//! JSON file last-used store.

use std::{
    path::{Path, PathBuf},
    time::{SystemTime, UNIX_EPOCH},
};

use async_trait::async_trait;
use serde::{Deserialize, Serialize};

use super::{LastUsedStore, StorageError};

#[derive(Debug, Serialize, Deserialize)]
struct Record {
    last_used: String,
    updated_at: u64,
}

/// Store backed by a small JSON file.
#[derive(Debug, Clone)]
pub struct FileStore {
    path: PathBuf,
}

impl FileStore {
    #[must_use]
    pub fn new(path: impl Into<PathBuf>) -> Self {
        Self { path: path.into() }
    }

    /// `<data dir>/exo/last_backend.json`.
    ///
    /// # Errors
    /// Returns [`StorageError::NoLocation`] if the platform has no data dir.
    pub fn default_location() -> Result<Self, StorageError> {
        let dir = dirs::data_dir().ok_or(StorageError::NoLocation)?;
        Ok(Self::new(dir.join("exo").join("last_backend.json")))
    }

    #[must_use]
    pub fn path(&self) -> &Path {
        &self.path
    }
}

fn now() -> u64 {
    SystemTime::now()
        .duration_since(UNIX_EPOCH)
        .map(|d| d.as_secs())
        .unwrap_or(0)
}

#[async_trait]
impl LastUsedStore for FileStore {
    async fn load(&self) -> Result<Option<String>, StorageError> {
        let raw = match tokio::fs::read(&self.path).await {
            Ok(raw) => raw,
            Err(e) if e.kind() == std::io::ErrorKind::NotFound => return Ok(None),
            Err(e) => return Err(e.into()),
        };
        let record: Record = serde_json::from_slice(&raw)?;
        Ok(Some(record.last_used))
    }

    async fn save(&self, id: &str) -> Result<(), StorageError> {
        if let Some(parent) = self.path.parent() {
            tokio::fs::create_dir_all(parent).await?;
        }
        let record = Record {
            last_used: id.to_string(),
            updated_at: now(),
        };
        let json = serde_json::to_vec_pretty(&record)?;

        // Write then rename so a crash never leaves half a file.
        let tmp = self.path.with_extension("json.tmp");
        tokio::fs::write(&tmp, json).await?;
        tokio::fs::rename(&tmp, &self.path).await?;
        tracing::debug!(path = %self.path.display(), id, "Saved last used backend");
        Ok(())
    }
}

#[cfg(test)]
mod tests {
    use super::*;

    fn scratch() -> PathBuf {
        std::env::temp_dir()
            .join(format!("exo-store-{}", uuid::Uuid::new_v4()))
            .join("last_backend.json")
    }

    #[tokio::test]
    async fn test_missing_file_is_empty() {
        let store = FileStore::new(scratch());
        assert_eq!(store.load().await.unwrap(), None);
    }

    #[tokio::test]
    async fn test_save_creates_dirs_and_roundtrips() {
        let path = scratch();
        let store = FileStore::new(&path);
        store.save("c0ffee").await.unwrap();
        assert_eq!(store.load().await.unwrap().as_deref(), Some("c0ffee"));

        // A second store on the same file sees it too.
        assert_eq!(
            FileStore::new(&path).load().await.unwrap().as_deref(),
            Some("c0ffee")
        );
        let _ = std::fs::remove_dir_all(path.parent().unwrap());
    }

    #[tokio::test]
    async fn test_corrupt_file_is_an_error() {
        let path = scratch();
        std::fs::create_dir_all(path.parent().unwrap()).unwrap();
        std::fs::write(&path, b"{oops").unwrap();
        assert!(matches!(
            FileStore::new(&path).load().await,
            Err(StorageError::Serialization(_))
        ));
        let _ = std::fs::remove_dir_all(path.parent().unwrap());
    }
}
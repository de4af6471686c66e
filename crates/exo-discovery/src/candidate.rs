//! Candidates found during discovery and their health results.

use std::{fmt, time::Duration};

use exo_core::Address;
use serde::{Deserialize, Serialize};

/// A backend instance that has not been verified yet.
#[derive(Debug, Clone, PartialEq, Eq, Hash, Serialize, Deserialize)]
pub struct Candidate {
    /// Stable identity, persisted as "last used".
    pub id: String,
    pub display_name: String,
    /// Where the candidate should be listening.
    pub address: Address,
}

impl fmt::Display for Candidate {
    fn fmt(&self, f: &mut fmt::Formatter<'_>) -> fmt::Result {
        write!(f, "{} ({})", self.display_name, self.address)
    }
}

/// Outcome of probing one port.
#[derive(Debug, Clone, PartialEq, Eq)]
pub enum HealthOutcome {
    Reachable(Duration),
    Refused(String),
    TimedOut(Duration),
}

impl HealthOutcome {
    #[must_use]
    pub const fn is_reachable(&self) -> bool {
        matches!(self, Self::Reachable(_))
    }
}

impl fmt::Display for HealthOutcome {
    fn fmt(&self, f: &mut fmt::Formatter<'_>) -> fmt::Result {
        match self {
            Self::Reachable(latency) => write!(f, "reachable in {}ms", latency.as_millis()),
            Self::Refused(reason) => write!(f, "refused: {reason}"),
            Self::TimedOut(bound) => write!(f, "timed out after {}ms", bound.as_millis()),
        }
    }
}

/// Probe result for one port of one candidate.
#[derive(Debug, Clone, PartialEq, Eq)]
pub struct HealthResult {
    pub candidate_id: String,
    pub port: u16,
    pub outcome: HealthOutcome,
}

/// A candidate that failed its health check, with why.
#[derive(Debug, Clone, PartialEq, Eq)]
pub struct Rejection {
    pub candidate: Candidate,
    pub reasons: Vec<String>,
}

impl fmt::Display for Rejection {
    fn fmt(&self, f: &mut fmt::Formatter<'_>) -> fmt::Result {
        write!(f, "{}: {}", self.candidate, self.reasons.join(", "))
    }
}
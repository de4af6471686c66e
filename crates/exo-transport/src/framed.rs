//! Primary transport: framed WebSocket channel with acks and heartbeat.
//!
//! Acks detect loss, they do not recover it: an event still unacknowledged
//! after `ack_timeout` fails the channel, and the envelope is not resent on
//! the next channel. Delivery is at most once.

use std::{collections::BTreeMap, time::Duration};

use exo_core::{Address, Channel, ChannelIo, Transport, TransportKind};
use futures::{SinkExt, StreamExt};
use tokio::time::{Instant, MissedTickBehavior};
use tokio_tungstenite::{connect_async, tungstenite::Message};

use crate::protocol::{ClientFrame, ServerFrame};

/// Path of the primary endpoint on the backend.
pub const PRIMARY_PATH: &str = "/link";

/// Floor for the ping interval.
const MIN_PING_INTERVAL: Duration = Duration::from_millis(10);

/// Primary transport settings.
#[derive(Debug, Clone)]
pub struct FramedConfig {
    /// Endpoint path.
    pub path: String,
    /// Bound on TCP/WebSocket connect plus the `open` handshake.
    pub connect_timeout: Duration,
    /// Heartbeat interval used when the server does not announce one.
    pub heartbeat_interval: Duration,
    /// Silence after which the channel is considered dead. Pings go out at
    /// least twice per timeout, whatever interval the server announces.
    pub heartbeat_timeout: Duration,
    /// How long an outbound event may stay unacknowledged.
    pub ack_timeout: Duration,
}

impl Default for FramedConfig {
    fn default() -> Self {
        Self {
            path: PRIMARY_PATH.to_string(),
            connect_timeout: Duration::from_secs(5),
            heartbeat_interval: Duration::from_secs(10),
            heartbeat_timeout: Duration::from_secs(30),
            ack_timeout: Duration::from_secs(15),
        }
    }
}

/// Framed channel with built-in acknowledgement and heartbeat.
#[derive(Debug, Clone, Default)]
pub struct FramedTransport {
    config: FramedConfig,
}

impl FramedTransport {
    /// Create a primary transport.
    #[must_use]
    pub const fn new(config: FramedConfig) -> Self {
        Self { config }
    }
}

impl Transport for FramedTransport {
    fn kind(&self) -> TransportKind {
        TransportKind::Primary
    }

    fn open(&self, address: &Address) -> Channel {
        let url = address.ws_url(TransportKind::Primary, &self.config.path);
        let config = self.config.clone();
        Channel::spawn(TransportKind::Primary, move |io| run(io, url, config))
    }
}

type WsStream =
    tokio_tungstenite::WebSocketStream<tokio_tungstenite::MaybeTlsStream<tokio::net::TcpStream>>;

async fn run(mut io: ChannelIo, url: String, config: FramedConfig) {
    let deadline = Instant::now() + config.connect_timeout;

    let ws = match tokio::time::timeout_at(deadline, connect_async(url.as_str())).await {
        Ok(Ok((ws, _response))) => ws,
        Ok(Err(e)) => {
            io.error(format!("connect {url}: {e}"));
            return;
        }
        Err(_) => {
            io.timed_out(config.connect_timeout);
            return;
        }
    };
    let (mut sink, mut stream) = ws.split();

    let heartbeat = match tokio::time::timeout_at(deadline, handshake(&mut stream)).await {
        Ok(Ok(Some(ms))) => Duration::from_millis(ms),
        Ok(Ok(None)) => config.heartbeat_interval,
        Ok(Err(reason)) => {
            io.error(format!("handshake with {url}: {reason}"));
            return;
        }
        Err(_) => {
            io.timed_out(config.connect_timeout);
            return;
        }
    };

    if !io.opened() {
        let _ = sink.close().await;
        return;
    }
    let ping_every = ping_interval(heartbeat, config.heartbeat_timeout);
    tracing::debug!(
        channel = %io.id(),
        %url,
        heartbeat_ms = heartbeat.as_millis(),
        ping_ms = ping_every.as_millis(),
        "Primary channel open"
    );

    let mut next_id: u64 = 1;
    let mut unacked: BTreeMap<u64, Instant> = BTreeMap::new();
    let mut last_seen = Instant::now();
    let mut ticker = tokio::time::interval_at(Instant::now() + ping_every, ping_every);
    ticker.set_missed_tick_behavior(MissedTickBehavior::Delay);

    loop {
        tokio::select! {
            outbound = io.next_outbound() => {
                let Some(envelope) = outbound else {
                    let bye = ClientFrame::Close { reason: "client closed".to_string() };
                    if let Ok(text) = bye.encode() {
                        let _ = sink.send(Message::Text(text.into())).await;
                    }
                    let _ = sink.close().await;
                    io.closed("closed by client");
                    return;
                };
                let id = next_id;
                next_id += 1;
                let frame = ClientFrame::Event { id, envelope };
                let text = match frame.encode() {
                    Ok(t) => t,
                    Err(e) => {
                        tracing::error!("Failed to serialize frame: {e}");
                        continue;
                    }
                };
                if let Err(e) = sink.send(Message::Text(text.into())).await {
                    io.error(format!("send failed: {e}"));
                    return;
                }
                unacked.insert(id, Instant::now());
            }
            msg = stream.next() => {
                let text = match msg {
                    Some(Ok(Message::Text(text))) => text,
                    Some(Ok(Message::Binary(data))) => match String::from_utf8(data.to_vec()) {
                        Ok(s) => s.into(),
                        Err(_) => {
                            tracing::warn!(channel = %io.id(), "Dropping non UTF-8 binary frame");
                            continue;
                        }
                    },
                    Some(Ok(Message::Close(frame))) => {
                        let reason = frame.map_or_else(
                            || "closed by server".to_string(),
                            |f| format!("closed by server: {}", f.reason.as_str()),
                        );
                        io.closed(reason);
                        return;
                    }
                    Some(Ok(_)) => {
                        last_seen = Instant::now();
                        continue;
                    }
                    Some(Err(e)) => {
                        io.error(format!("socket error: {e}"));
                        return;
                    }
                    None => {
                        io.closed("connection closed by peer");
                        return;
                    }
                };
                last_seen = Instant::now();

                match ServerFrame::decode(text.as_str()) {
                    Ok(ServerFrame::Event { id, envelope }) => {
                        io.frame(envelope);
                        if let Ok(ack) = (ClientFrame::Ack { id }).encode() {
                            if let Err(e) = sink.send(Message::Text(ack.into())).await {
                                io.error(format!("send failed: {e}"));
                                return;
                            }
                        }
                    }
                    Ok(ServerFrame::Ack { id }) => {
                        unacked.remove(&id);
                    }
                    Ok(ServerFrame::Pong | ServerFrame::Open { .. }) => {}
                    Ok(ServerFrame::Close { reason }) => {
                        io.closed(format!("closed by server: {reason}"));
                        return;
                    }
                    Err(e) => {
                        tracing::warn!(channel = %io.id(), "Dropping frame: {e}");
                    }
                }
            }
            _ = ticker.tick() => {
                if last_seen.elapsed() > config.heartbeat_timeout {
                    io.error("heartbeat timeout");
                    return;
                }
                if let Some((id, sent_at)) = unacked.first_key_value() {
                    if sent_at.elapsed() > config.ack_timeout {
                        io.error(format!("event {id} not acknowledged within {:?}", config.ack_timeout));
                        return;
                    }
                }
                let Ok(ping) = ClientFrame::Ping.encode() else { continue };
                if let Err(e) = sink.send(Message::Text(ping.into())).await {
                    io.error(format!("heartbeat failed: {e}"));
                    return;
                }
            }
        }
    }
}

/// How often to ping: the announced heartbeat, but never so rarely that a
/// healthy peer cannot answer within `timeout`.
fn ping_interval(announced: Duration, timeout: Duration) -> Duration {
    announced.min(timeout / 2).max(MIN_PING_INTERVAL)
}

/// Wait for the server's `open` frame.
///
/// Returns the announced heartbeat in milliseconds (`None` if zero).
async fn handshake(
    stream: &mut futures::stream::SplitStream<WsStream>,
) -> Result<Option<u64>, String> {
    while let Some(msg) = stream.next().await {
        match msg {
            Ok(Message::Text(text)) => match ServerFrame::decode(text.as_str()) {
                Ok(ServerFrame::Open { heartbeat_ms }) => {
                    return Ok((heartbeat_ms > 0).then_some(heartbeat_ms));
                }
                Ok(ServerFrame::Close { reason }) => return Err(format!("server refused: {reason}")),
                Ok(other) => {
                    tracing::debug!(?other, "Ignoring frame before handshake");
                }
                Err(e) => return Err(e.to_string()),
            },
            Ok(Message::Close(_)) => return Err("closed during handshake".to_string()),
            Ok(_) => {}
            Err(e) => return Err(e.to_string()),
        }
    }
    Err("connection closed during handshake".to_string())
}

#[cfg(test)]
mod tests {
    use super::*;

    #[test]
    fn test_ping_interval_follows_announcement() {
        assert_eq!(
            ping_interval(Duration::from_secs(10), Duration::from_secs(30)),
            Duration::from_secs(10)
        );
    }

    #[test]
    fn test_ping_interval_fits_inside_timeout() {
        assert_eq!(
            ping_interval(Duration::from_secs(40), Duration::from_secs(30)),
            Duration::from_secs(15)
        );
        assert_eq!(
            ping_interval(Duration::from_secs(1), Duration::ZERO),
            MIN_PING_INTERVAL
        );
    }
}
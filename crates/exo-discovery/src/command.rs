//! Invocations of the container runtime CLI.

use std::path::{Path, PathBuf};

use thiserror::Error;

#[derive(Debug, Error)]
pub enum CommandError {
    #[error("Runtime command has unbalanced quoting: {0}")]
    Unparseable(String),
    #[error("Runtime command is empty")]
    Empty,
    #[error("Runtime executable not found: {0}")]
    NotFound(String),
}

/// One concrete call of the runtime: a program and its arguments.
#[derive(Debug, Clone, PartialEq, Eq)]
pub struct Invocation {
    pub program: String,
    pub args: Vec<String>,
}

impl Invocation {
    /// Locate the program, returning its path alongside the arguments.
    ///
    /// # Errors
    /// Returns [`CommandError::NotFound`] when the program cannot be located.
    pub async fn locate(self) -> Result<(PathBuf, Vec<String>), CommandError> {
        match locate_program(&self.program).await {
            Some(path) => Ok((path, self.args)),
            None => Err(CommandError::NotFound(self.program)),
        }
    }
}

/// The configured runtime command, such as `docker`, `podman` or
/// `docker --context remote`.
///
/// Words are split with POSIX shell rules when an invocation is made.
#[derive(Debug, Clone)]
pub struct RuntimeCommand {
    line: String,
}

impl RuntimeCommand {
    #[must_use]
    pub fn new(line: impl Into<String>) -> Self {
        Self { line: line.into() }
    }

    /// The runtime command followed by `args`.
    ///
    /// # Errors
    /// Returns error if the command line does not split or has no words.
    pub fn invocation<I, S>(&self, args: I) -> Result<Invocation, CommandError>
    where
        I: IntoIterator<Item = S>,
        S: Into<String>,
    {
        let mut words = shlex::split(&self.line)
            .ok_or_else(|| CommandError::Unparseable(self.line.clone()))?
            .into_iter();
        let program = words.next().ok_or(CommandError::Empty)?;
        let args = words.chain(args.into_iter().map(Into::into)).collect();
        Ok(Invocation { program, args })
    }
}

/// Absolute paths are taken as they are; anything else is looked up on
/// `PATH`.
pub async fn locate_program(program: &str) -> Option<PathBuf> {
    let program = program.trim();
    if program.is_empty() {
        return None;
    }
    let direct = Path::new(program);
    if direct.is_absolute() {
        return direct.is_file().then(|| direct.to_path_buf());
    }

    let name = program.to_string();
    match tokio::task::spawn_blocking(move || which::which(name)).await {
        Ok(found) => found.ok(),
        Err(e) => {
            tracing::warn!("PATH lookup for {program} did not finish: {e}");
            None
        }
    }
}

#[cfg(test)]
mod tests {
    use super::*;

    #[test]
    fn test_context_with_quoted_name() {
        let call = RuntimeCommand::new("docker --context 'remote box'")
            .invocation(["ps", "-q"])
            .unwrap();
        assert_eq!(call.program, "docker");
        assert_eq!(call.args, ["--context", "remote box", "ps", "-q"]);
    }

    #[test]
    fn test_bad_command_lines() {
        assert!(matches!(
            RuntimeCommand::new("docker 'unterminated").invocation(["ps"]),
            Err(CommandError::Unparseable(_))
        ));
        assert!(matches!(
            RuntimeCommand::new("   ").invocation(["ps"]),
            Err(CommandError::Empty)
        ));
    }

    #[tokio::test]
    async fn test_unknown_program() {
        let call = RuntimeCommand::new("exo-no-such-binary-here")
            .invocation(Vec::<String>::new())
            .unwrap();
        assert!(matches!(call.locate().await, Err(CommandError::NotFound(_))));
        assert!(locate_program(" ").await.is_none());
        assert!(locate_program("/definitely/not/here/docker").await.is_none());
    }
}
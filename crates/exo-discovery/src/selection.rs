//! Choosing a backend from health-checked candidates.

use std::collections::HashMap;

use crate::candidate::{Candidate, HealthResult, Rejection};

/// Result of [`select`].
#[derive(Debug, Clone, PartialEq, Eq)]
pub enum Selection {
    /// Use this candidate without asking.
    Auto(Candidate),
    /// Ask the user; the last-used candidate, if eligible, comes first.
    Choose(Vec<Candidate>),
    /// Nothing passed its health check.
    Unreachable(Vec<Rejection>),
}

/// Split candidates into eligible ones and rejections.
///
/// A candidate is eligible only if every probed port was reachable. A
/// candidate with no results at all is rejected.
#[must_use]
pub fn partition(
    candidates: Vec<Candidate>,
    results: &[HealthResult],
) -> (Vec<Candidate>, Vec<Rejection>) {
    let mut by_candidate: HashMap<&str, Vec<&HealthResult>> = HashMap::new();
    for result in results {
        by_candidate
            .entry(result.candidate_id.as_str())
            .or_default()
            .push(result);
    }

    let mut eligible = Vec::new();
    let mut rejected = Vec::new();
    for candidate in candidates {
        let probes = by_candidate.get(candidate.id.as_str());
        let mut reasons: Vec<String> = probes
            .into_iter()
            .flatten()
            .filter(|r| !r.outcome.is_reachable())
            .map(|r| format!("port {} {}", r.port, r.outcome))
            .collect();
        if probes.is_none_or(Vec::is_empty) {
            reasons.push("not probed".to_string());
        }

        if reasons.is_empty() {
            eligible.push(candidate);
        } else {
            reasons.sort();
            rejected.push(Rejection { candidate, reasons });
        }
    }
    (eligible, rejected)
}

/// Apply the selection rule.
///
/// Exactly one eligible candidate is used directly when it is the last-used
/// one or nothing was used before. Anything else is left to the user.
#[must_use]
pub fn select(
    candidates: Vec<Candidate>,
    results: &[HealthResult],
    last_used: Option<&str>,
) -> Selection {
    let (mut eligible, rejected) = partition(candidates, results);
    match eligible.len() {
        0 => Selection::Unreachable(rejected),
        1 if last_used.is_none_or(|id| id == eligible[0].id) => {
            Selection::Auto(eligible.remove(0))
        }
        _ => {
            let previous = last_used.and_then(|id| eligible.iter().position(|c| c.id == id));
            if let Some(pos) = previous {
                let candidate = eligible.remove(pos);
                eligible.insert(0, candidate);
            }
            Selection::Choose(eligible)
        }
    }
}

#[cfg(test)]
mod tests {
    use std::time::Duration;

    use exo_core::Address;

    use super::*;
    use crate::candidate::HealthOutcome;

    fn candidate(id: &str, port: u16) -> Candidate {
        Candidate {
            id: id.to_string(),
            display_name: format!("backend {id}"),
            address: Address::new("localhost", port, port + 1),
        }
    }

    fn healthy(c: &Candidate) -> Vec<HealthResult> {
        c.address
            .ports()
            .into_iter()
            .map(|port| HealthResult {
                candidate_id: c.id.clone(),
                port,
                outcome: HealthOutcome::Reachable(Duration::from_millis(3)),
            })
            .collect()
    }

    #[test]
    fn test_single_healthy_without_history_is_auto() {
        let a = candidate("a", 9000);
        let results = healthy(&a);
        assert_eq!(select(vec![a.clone()], &results, None), Selection::Auto(a));
    }

    #[test]
    fn test_single_healthy_matching_history_is_auto() {
        let a = candidate("a", 9000);
        let results = healthy(&a);
        assert_eq!(
            select(vec![a.clone()], &results, Some("a")),
            Selection::Auto(a)
        );
    }

    #[test]
    fn test_single_healthy_other_than_history_asks() {
        let a = candidate("a", 9000);
        let results = healthy(&a);
        assert_eq!(
            select(vec![a.clone()], &results, Some("gone")),
            Selection::Choose(vec![a])
        );
    }

    #[test]
    fn test_several_healthy_ask_with_last_used_first() {
        let (a, b) = (candidate("a", 9000), candidate("b", 9100));
        let mut results = healthy(&a);
        results.extend(healthy(&b));
        assert_eq!(
            select(vec![a.clone(), b.clone()], &results, Some("b")),
            Selection::Choose(vec![b, a])
        );
    }

    #[test]
    fn test_half_open_candidate_is_rejected() {
        let a = candidate("a", 9000);
        let results = vec![
            HealthResult {
                candidate_id: "a".to_string(),
                port: 9000,
                outcome: HealthOutcome::Reachable(Duration::from_millis(1)),
            },
            HealthResult {
                candidate_id: "a".to_string(),
                port: 9001,
                outcome: HealthOutcome::TimedOut(Duration::from_secs(1)),
            },
        ];
        let Selection::Unreachable(rejected) = select(vec![a], &results, None) else {
            panic!("expected no eligible candidate");
        };
        assert_eq!(rejected.len(), 1);
        assert_eq!(rejected[0].reasons, ["port 9001 timed out after 1000ms"]);
    }

    #[test]
    fn test_unprobed_candidate_is_rejected() {
        let (eligible, rejected) = partition(vec![candidate("a", 9000)], &[]);
        assert!(eligible.is_empty());
        assert_eq!(rejected[0].reasons, ["not probed"]);
    }
}
//! The client against real backend endpoints on ephemeral ports.

use std::{
    sync::{Arc, Mutex},
    time::Duration,
};

use async_trait::async_trait;
use exo_client::{
    Address, Client, ClientConfig, ClientError, ConnectRequest, Connecting, DisplayState, Envelope,
};
use exo_core::{Transport, envelope::CHAT_MESSAGE};
use exo_discovery::{
    Candidate, ContainerRuntime, Discovery, DiscoveryConfig, MemoryStore, RuntimeError, TcpProber,
};
use exo_session::ManagerError;
use exo_transport::{
    FramedTransport, RawSocketTransport,
    server::{EnvelopeHandler, Peer, create_fallback_router, create_primary_router},
};
use tokio::net::TcpListener;

/// Replies to chat with the same text and reports it is speaking.
struct Backend;

#[async_trait]
impl EnvelopeHandler for Backend {
    async fn on_envelope(&self, peer: &Peer, envelope: Envelope) {
        if envelope.is(CHAT_MESSAGE) {
            peer.send(Envelope::dot_state("speaking"));
            let text = envelope.payload["text"].as_str().unwrap_or_default();
            peer.send(Envelope::chat(format!("{text} (via {})", peer.kind())));
        }
    }
}

async fn serve(router: axum::Router) -> u16 {
    let listener = TcpListener::bind("127.0.0.1:0").await.unwrap();
    let port = listener.local_addr().unwrap().port();
    tokio::spawn(async move {
        axum::serve(listener, router).await.unwrap();
    });
    port
}

async fn closed_port() -> u16 {
    let listener = TcpListener::bind("127.0.0.1:0").await.unwrap();
    listener.local_addr().unwrap().port()
}

struct OneContainer(Candidate);

#[async_trait]
impl ContainerRuntime for OneContainer {
    async fn list(&self) -> Result<Vec<Candidate>, RuntimeError> {
        Ok(vec![self.0.clone()])
    }

    async fn launch(&self) -> Result<Option<Candidate>, RuntimeError> {
        Ok(None)
    }
}

fn fast_config() -> ClientConfig {
    let mut config = ClientConfig::default();
    config.transport.connect_timeout_ms = 1_000;
    config.transport.primary_grace_ms = 300;
    config.transport.attempt_timeout_ms = 2_000;
    config.reconnect.base_delay_ms = 20;
    config.reconnect.max_delay_ms = 40;
    config.reconnect.max_attempts = 2;
    config.discovery.skip_in_container = false;
    config
}

fn client(config: ClientConfig, runtime: OneContainer) -> Client {
    let primary: Arc<dyn Transport> = Arc::new(FramedTransport::new(config.framed_config()));
    let fallback: Arc<dyn Transport> =
        Arc::new(RawSocketTransport::new(config.raw_socket_config()));
    let discovery = Discovery::new(
        Arc::new(runtime),
        Arc::new(TcpProber::new(Duration::from_millis(500))),
        Arc::new(MemoryStore::new()),
        DiscoveryConfig::default(),
    );
    Client::from_parts(config, primary, fallback, discovery)
}

fn candidate(address: Address) -> Candidate {
    Candidate {
        id: "local".to_string(),
        display_name: "local backend".to_string(),
        address,
    }
}

#[tokio::test]
async fn test_discover_connect_and_chat() {
    let handler = Arc::new(Backend);
    let primary = serve(create_primary_router(
        Arc::clone(&handler),
        Duration::from_millis(200),
    ))
    .await;
    let fallback = serve(create_fallback_router(handler)).await;
    let address = Address::new("127.0.0.1", primary, fallback);

    let client = client(fast_config(), OneContainer(candidate(address.clone())));
    let replies = Arc::new(Mutex::new(Vec::new()));
    let sink = Arc::clone(&replies);
    client.router().register(CHAT_MESSAGE, move |e| {
        sink.lock().unwrap().push(e.payload["text"].as_str().unwrap_or_default().to_string());
    });

    assert_eq!(
        client.connect(ConnectRequest::Discover).await.unwrap(),
        Connecting::Started(address)
    );
    client.connected().await.unwrap();

    let mut display = client.display();
    client.send(Envelope::chat("hello")).unwrap();
    tokio::time::timeout(
        Duration::from_secs(5),
        display.wait_for(|d| *d == DisplayState::Speaking),
    )
    .await
    .unwrap()
    .unwrap();

    tokio::time::timeout(Duration::from_secs(5), async {
        while replies.lock().unwrap().is_empty() {
            tokio::time::sleep(Duration::from_millis(10)).await;
        }
    })
    .await
    .unwrap();
    assert_eq!(*replies.lock().unwrap(), ["hello (via primary)"]);

    client.close().await.unwrap();
    tokio::time::timeout(
        Duration::from_secs(1),
        display.wait_for(|d| *d == DisplayState::Idle),
    )
    .await
    .unwrap()
    .unwrap();
}

#[tokio::test]
async fn test_falls_back_when_primary_is_down() {
    let fallback = serve(create_fallback_router(Arc::new(Backend))).await;
    let address = Address::new("127.0.0.1", closed_port().await, fallback);

    let client = client(fast_config(), OneContainer(candidate(address.clone())));
    let mut frames = client.frames();
    client
        .open(ConnectRequest::Address(address))
        .await
        .unwrap();

    tokio_test::assert_ok!(client.send(Envelope::chat("hi")));
    let reply = tokio::time::timeout(Duration::from_secs(5), async {
        loop {
            let envelope = frames.recv().await.unwrap();
            if envelope.is(CHAT_MESSAGE) {
                return envelope;
            }
        }
    })
    .await
    .unwrap();
    assert_eq!(reply.payload["text"], "hi (via fallback)");
}

#[tokio::test]
async fn test_unreachable_backend_fails_after_budget() {
    let address = Address::new("127.0.0.1", closed_port().await, closed_port().await);
    let client = client(fast_config(), OneContainer(candidate(address.clone())));

    let err = tokio::time::timeout(
        Duration::from_secs(10),
        client.open(ConnectRequest::Address(address)),
    )
    .await
    .unwrap()
    .unwrap_err();
    assert!(matches!(
        err,
        ClientError::Manager(ManagerError::RetryBudgetExhausted { attempts: 2 })
    ));
    let mut display = client.display();
    tokio::time::timeout(
        Duration::from_secs(1),
        display.wait_for(|d| *d == DisplayState::Error),
    )
    .await
    .unwrap()
    .unwrap();
}

#[tokio::test]
async fn test_discovery_with_nothing_reachable() {
    let address = Address::new("127.0.0.1", closed_port().await, closed_port().await);
    let client = client(fast_config(), OneContainer(candidate(address)));

    let err = client.connect(ConnectRequest::Discover).await.unwrap_err();
    assert!(matches!(err, ClientError::Discovery(_)));
    assert!(err.to_string().contains("local backend"));
}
========================================================================
Identify the lines in the entries that hold "FileStore" and return each one.

pub struct FileStore {
impl FileStore {
impl LastUsedStore for FileStore {
        let store = FileStore::new(scratch());
        let store = FileStore::new(&path);
            FileStore::new(&path).load().await.unwrap().as_deref(),
            FileStore::new(&path).load().await,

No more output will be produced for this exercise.